If a friend or an acquaintance asks you for an opinion on something they did, will you lie to avoid hurting their feelings?
I have a problem with the idea of getting positive feedback I can trust. Basically, if someone compliments me out of the blue, I believe it. But if I ask them what they think about something, I assume that most of the time they will take the easy way out and praise it, whether they think it deserves praise or not. I think that most people don’t want to hurt others’ feelings. Too high a social and time cost if they do tell the negative truth.
I asked a similar question once before, and as I recall, a lot of people said they tell the truth if someone asks for an evaluation.
So, do you lie in order to save someone’s feelings, or are you always brutally honest when asked for your opinion?
Observing members:
0
Composing members:
0
26 Answers
I am not brutally honest. I’m subtle in my ways. I won’t ever lie to them but will definitley put the truth across in a mild/polite manner.
I tell them what I think.
There is a way to talk to friends without being mean-spirited about it.Sometimes from a distance XD
I will typically compliment what I genuinely feel to be the good parts.
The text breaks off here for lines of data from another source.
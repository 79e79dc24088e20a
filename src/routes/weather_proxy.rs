// src/routes/weather_proxy.rs
//! Weather proxy endpoint.
//!
//! `GET <PROXY_PATH>?lat=&lon=` forwards the coordinates to WeatherAPI
//! `current.json` with the server-side key and returns the response
//! reshaped into the dashboard's conditions layout. The key never leaves this
//! process. Only GET (and HEAD) are routed; anything else gets `405`.

use axum::{
    extract::{rejection::QueryRejection, Query, State},
    http::header,
    response::IntoResponse,
    routing::get,
    Json, Router,
};
use serde::Deserialize;
use serde_json::Value;
use tracing::{debug, error, info};

use super::AppState;
use crate::error::{truncate_body, ProxyError};
use crate::models::{ConditionsPayload, Coordinates, WeatherApiResponse};

// ---

pub fn router(path: &str) -> Router<AppState> {
    // ---
    Router::new().route(path, get(handler).fallback(method_not_allowed))
}

/// Raw query; both values are optional here so absence becomes our own 400.
#[derive(Debug, Deserialize)]
pub struct ProxyQuery {
    lat: Option<String>,
    lon: Option<String>,
}

async fn handler(
    query: Result<Query<ProxyQuery>, QueryRejection>,
    State(state): State<AppState>,
) -> Result<impl IntoResponse, ProxyError> {
    // ---
    info!("GET {}", state.config.proxy_path);

    // Checked per request, before the parameters.
    let api_key = state.config.weather_api_key.as_deref().ok_or_else(|| {
        error!("Weather API key is not defined in environment variables");
        ProxyError::Configuration
    })?;

    let Query(params) = query.map_err(|e| {
        debug!("Rejected query string: {}", e.body_text());
        ProxyError::Validation(format!("Invalid parameters: {}", e.body_text()))
    })?;
    debug!("GET {} - {:?}", state.config.proxy_path, params);
    let coords = parse_coordinates(&params)?;

    let shaped = fetch_current(
        &state.http,
        &state.config.weather_api_base_url,
        api_key,
        coords,
    )
    .await?;

    debug!("GET {} - Returning OK", state.config.proxy_path);
    Ok(([(header::ACCESS_CONTROL_ALLOW_ORIGIN, "*")], Json(shaped)))
}

async fn method_not_allowed() -> ProxyError {
    ProxyError::MethodNotAllowed
}

fn parse_coordinates(params: &ProxyQuery) -> Result<Coordinates, ProxyError> {
    // ---
    let (Some(lat), Some(lon)) = (params.lat.as_deref(), params.lon.as_deref()) else {
        return Err(ProxyError::Validation(
            "Missing required parameters: lat and lon".to_string(),
        ));
    };

    let (Ok(lat), Ok(lon)) = (lat.trim().parse::<f64>(), lon.trim().parse::<f64>()) else {
        return Err(ProxyError::Validation(
            "Invalid parameters: lat and lon must be numbers".to_string(),
        ));
    };

    Coordinates::new(lat, lon).map_err(|e| ProxyError::Validation(e.to_string()))
}

/// Call WeatherAPI `current.json` with air quality and reshape the answer.
async fn fetch_current(
    http: &reqwest::Client,
    base_url: &str,
    api_key: &str,
    coords: Coordinates,
) -> Result<ConditionsPayload, ProxyError> {
    // ---
    let url = format!("{}/current.json", base_url.trim_end_matches('/'));
    let q = coords.as_query();
    debug!("Fetching weather data from: {}?q={}&aqi=yes", url, q);

    let res = http
        .get(&url)
        .query(&[("key", api_key), ("q", q.as_str()), ("aqi", "yes")])
        .send()
        .await
        .map_err(transport)?;

    let status = res.status();
    let body = res.text().await.map_err(transport)?;

    if !status.is_success() {
        error!("Weather API error: {} {}", status, truncate_body(&body));
        let details = serde_json::from_str::<Value>(&body).unwrap_or(Value::String(body));
        return Err(ProxyError::Upstream { status, details });
    }

    let upstream: WeatherApiResponse = serde_json::from_str(&body).map_err(internal)?;
    Ok(upstream.reshape())
}

/// The request URL carries the key, so it is stripped before the error is
/// logged or returned.
fn transport(e: reqwest::Error) -> ProxyError {
    internal(e.without_url())
}

/// Transport failures and undecodable upstream bodies.
fn internal(e: impl std::fmt::Display) -> ProxyError {
    error!("Error fetching weather data: {}", e);
    ProxyError::Internal(e.to_string())
}
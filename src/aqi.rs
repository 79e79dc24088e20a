//! Air-quality index classification.
//!
//! Providers report air quality on three incompatible numeric scales. A bare
//! number is never classified: every index travels with the scale it was
//! reported on, so a `3` from a five-band provider and a `3` from the US EPA
//! six-band index end up with different labels.

use std::fmt;

use serde::{Deserialize, Serialize};

// ---

/// Numeric scale an air-quality index is expressed on.
#[derive(Debug, Clone, Copy, PartialEq, Eq, Serialize, Deserialize)]
#[serde(rename_all = "lowercase")]
pub enum AqiScale {
    /// 1–5 ordinal bands (OpenWeather `air_pollution`).
    Ordinal5,
    /// 1–6 US EPA index (WeatherAPI `us-epa-index`).
    Epa6,
    /// Continuous 0–500 US AQI.
    Us500,
}

impl AqiScale {
    pub fn as_str(&self) -> &'static str {
        match self {
            AqiScale::Ordinal5 => "ordinal5",
            AqiScale::Epa6 => "epa6",
            AqiScale::Us500 => "us500",
        }
    }
}

impl fmt::Display for AqiScale {
    fn fmt(&self, f: &mut fmt::Formatter<'_>) -> fmt::Result {
        f.write_str(self.as_str())
    }
}

/// Categorical air-quality label shown on the dashboard.
#[derive(Debug, Clone, Copy, PartialEq, Eq, Serialize)]
pub enum AqiLabel {
    Good,
    Fair,
    Moderate,
    Poor,
    #[serde(rename = "Very Poor")]
    VeryPoor,
    #[serde(rename = "Unhealthy for Sensitive Groups")]
    UnhealthyForSensitiveGroups,
    Unhealthy,
    #[serde(rename = "Very Unhealthy")]
    VeryUnhealthy,
    Hazardous,
    Unknown,
}

impl AqiLabel {
    pub fn as_str(&self) -> &'static str {
        match self {
            AqiLabel::Good => "Good",
            AqiLabel::Fair => "Fair",
            AqiLabel::Moderate => "Moderate",
            AqiLabel::Poor => "Poor",
            AqiLabel::VeryPoor => "Very Poor",
            AqiLabel::UnhealthyForSensitiveGroups => "Unhealthy for Sensitive Groups",
            AqiLabel::Unhealthy => "Unhealthy",
            AqiLabel::VeryUnhealthy => "Very Unhealthy",
            AqiLabel::Hazardous => "Hazardous",
            AqiLabel::Unknown => "Unknown",
        }
    }
}

impl fmt::Display for AqiLabel {
    fn fmt(&self, f: &mut fmt::Formatter<'_>) -> fmt::Result {
        f.write_str(self.as_str())
    }
}

/// Classify an index on the 1–5 ordinal scale.
pub fn classify_ordinal5(i: i64) -> AqiLabel {
    // ---
    match i {
        1 => AqiLabel::Good,
        2 => AqiLabel::Fair,
        3 => AqiLabel::Moderate,
        4 => AqiLabel::Poor,
        5 => AqiLabel::VeryPoor,
        _ => AqiLabel::Unknown,
    }
}

/// Classify an index on the 1–6 US EPA scale.
pub fn classify_us_epa6(i: i64) -> AqiLabel {
    // ---
    match i {
        1 => AqiLabel::Good,
        2 => AqiLabel::Moderate,
        3 => AqiLabel::UnhealthyForSensitiveGroups,
        4 => AqiLabel::Unhealthy,
        5 => AqiLabel::VeryUnhealthy,
        6 => AqiLabel::Hazardous,
        _ => AqiLabel::Unknown,
    }
}

/// Classify a continuous 0–500 US AQI value. Band edges belong to the lower
/// band, so `50` is Good and `51` is Moderate.
pub fn classify_us_aqi_0_to_500(v: f64) -> AqiLabel {
    // ---
    if v.is_nan() {
        return AqiLabel::Unknown;
    }

    if v <= 50.0 {
        AqiLabel::Good
    } else if v <= 100.0 {
        AqiLabel::Moderate
    } else if v <= 150.0 {
        AqiLabel::UnhealthyForSensitiveGroups
    } else if v <= 200.0 {
        AqiLabel::Unhealthy
    } else if v <= 300.0 {
        AqiLabel::VeryUnhealthy
    } else {
        AqiLabel::Hazardous
    }
}

/// An air-quality index together with the scale it is expressed on.
#[derive(Debug, Clone, Copy, PartialEq, Serialize, Deserialize)]
pub struct AirQualityIndex {
    pub scale: AqiScale,
    pub value: f64,
}

impl AirQualityIndex {
    pub fn new(scale: AqiScale, value: f64) -> Self {
        Self { scale, value }
    }

    pub fn ordinal5(value: u8) -> Self {
        Self::new(AqiScale::Ordinal5, f64::from(value))
    }

    pub fn epa6(value: u8) -> Self {
        Self::new(AqiScale::Epa6, f64::from(value))
    }

    pub fn us500(value: f64) -> Self {
        Self::new(AqiScale::Us500, value)
    }

    /// Label for this index on its own scale.
    pub fn label(&self) -> AqiLabel {
        // ---
        match self.scale {
            AqiScale::Ordinal5 => as_band(self.value).map_or(AqiLabel::Unknown, classify_ordinal5),
            AqiScale::Epa6 => as_band(self.value).map_or(AqiLabel::Unknown, classify_us_epa6),
            AqiScale::Us500 => classify_us_aqi_0_to_500(self.value),
        }
    }
}

/// Lookup scales only know whole bands; `2.5` is not a band.
fn as_band(v: f64) -> Option<i64> {
    if v.is_finite() && v.fract() == 0.0 {
        Some(v as i64)
    } else {
        None
    }
}
// src/routes/health.rs
//! Liveness endpoint for the weather service.
//!
//! `GET /health` answers without touching the upstream provider. It also
//! says whether the proxy credential is present, since a missing key is the
//! one configuration fault the proxy only reports per request.

use axum::{extract::State, routing::get, Json, Router};
use serde::Serialize;

use super::AppState;

/// JSON response body for the `/health` endpoint.
#[derive(Serialize)]
struct HealthResponse {
    status: &'static str,
    proxy_configured: bool,
}

/// Handle `GET /health`.
async fn health(State(state): State<AppState>) -> Json<HealthResponse> {
    Json(HealthResponse {
        status: "ok",
        proxy_configured: state.config.weather_api_key.is_some(),
    })
}

/// Subrouter with the single GET `/health` route.
pub fn router() -> Router<AppState> {
    Router::new().route("/health", get(health))
}
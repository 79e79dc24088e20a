use std::sync::Arc;

use axum::Router;

use crate::{Config, WeatherPanel};

mod display;
mod health;
mod weather_proxy;

// ---

/// State shared by every route.
#[derive(Clone)]
pub struct AppState {
    pub config: Config,
    pub http: reqwest::Client,
    pub panel: Arc<WeatherPanel>,
}

pub fn router(config: Config, panel: Arc<WeatherPanel>) -> Router {
    // ---
    let proxy_path = config.proxy_path.clone();
    let state = AppState {
        config,
        http: reqwest::Client::new(),
        panel,
    };

    Router::new()
        .merge(weather_proxy::router(&proxy_path))
        .merge(display::router())
        .merge(health::router())
        .with_state(state)
}
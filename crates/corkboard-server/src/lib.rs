pub mod config;

use std::sync::Arc;

use axum::{
    Router,
    extract::{State, WebSocketUpgrade},
    response::IntoResponse,
    routing::get,
};
use tower_http::cors::CorsLayer;
use tower_http::trace::TraceLayer;

use corkboard_db::Database;
use corkboard_gateway::board::BoardGateway;
use corkboard_gateway::connection;
use corkboard_gateway::dispatcher::Dispatcher;

use crate::config::Config;

#[derive(Clone)]
struct ServerState {
    gateway: Arc<BoardGateway>,
}

pub fn open_database(config: &Config) -> anyhow::Result<Database> {
    let db = if config.in_memory() {
        Database::open_in_memory()?
    } else {
        Database::open(&config.db_path)?
    };
    Ok(db)
}

/// Wire up the gateway over a database.
pub fn build_gateway(db: Database) -> Arc<BoardGateway> {
    Arc::new(BoardGateway::new(Arc::new(db), Dispatcher::new()))
}

/// The HTTP router: the board WebSocket namespace lives at `/board`.
pub fn app(gateway: Arc<BoardGateway>) -> Router {
    Router::new()
        .route("/board", get(ws_upgrade))
        .with_state(ServerState { gateway })
        .layer(CorsLayer::permissive())
        .layer(TraceLayer::new_for_http())
}

async fn ws_upgrade(State(state): State<ServerState>, ws: WebSocketUpgrade) -> impl IntoResponse {
    ws.on_upgrade(move |socket| connection::handle_connection(socket, state.gateway))
}
pub mod events;
pub mod models;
If we’re talking about something that I actually know a lot about, and I find faults, I’ll offer constructive criticism.
I won’t lie to save their feelings, but I try to be tactful.
It depends on the situation, the person, and the seriousness of the issue. But in general, I tend toward an honest response.
I don’t think most people outright lie. It’s more like if something is 50/50 they’ll go ahead and go with a positive answer.
If someone asks you how an outfit looks, answering “It’s OK” isn’t taken to mean it’s perfectly adequate and acceptable, it’s taken as a negative. So you might bump up your description a couple notches so it’s heard as you intend it.
If someone is asking something important, or I have a strong opinion one way or the other, then I’ll let my friend know in detail with complete honesty.
Personally, to review, you don’t trust solicited feedback, because you think people will spare your feelings. Unsolicited advice is unwelcome and also not to be trusted.
That’s quite a quandry you’ve created. Perhaps you’re overthinking the problem? Take people at face value, give them the benefit of the doubt, and they’ll surprise you.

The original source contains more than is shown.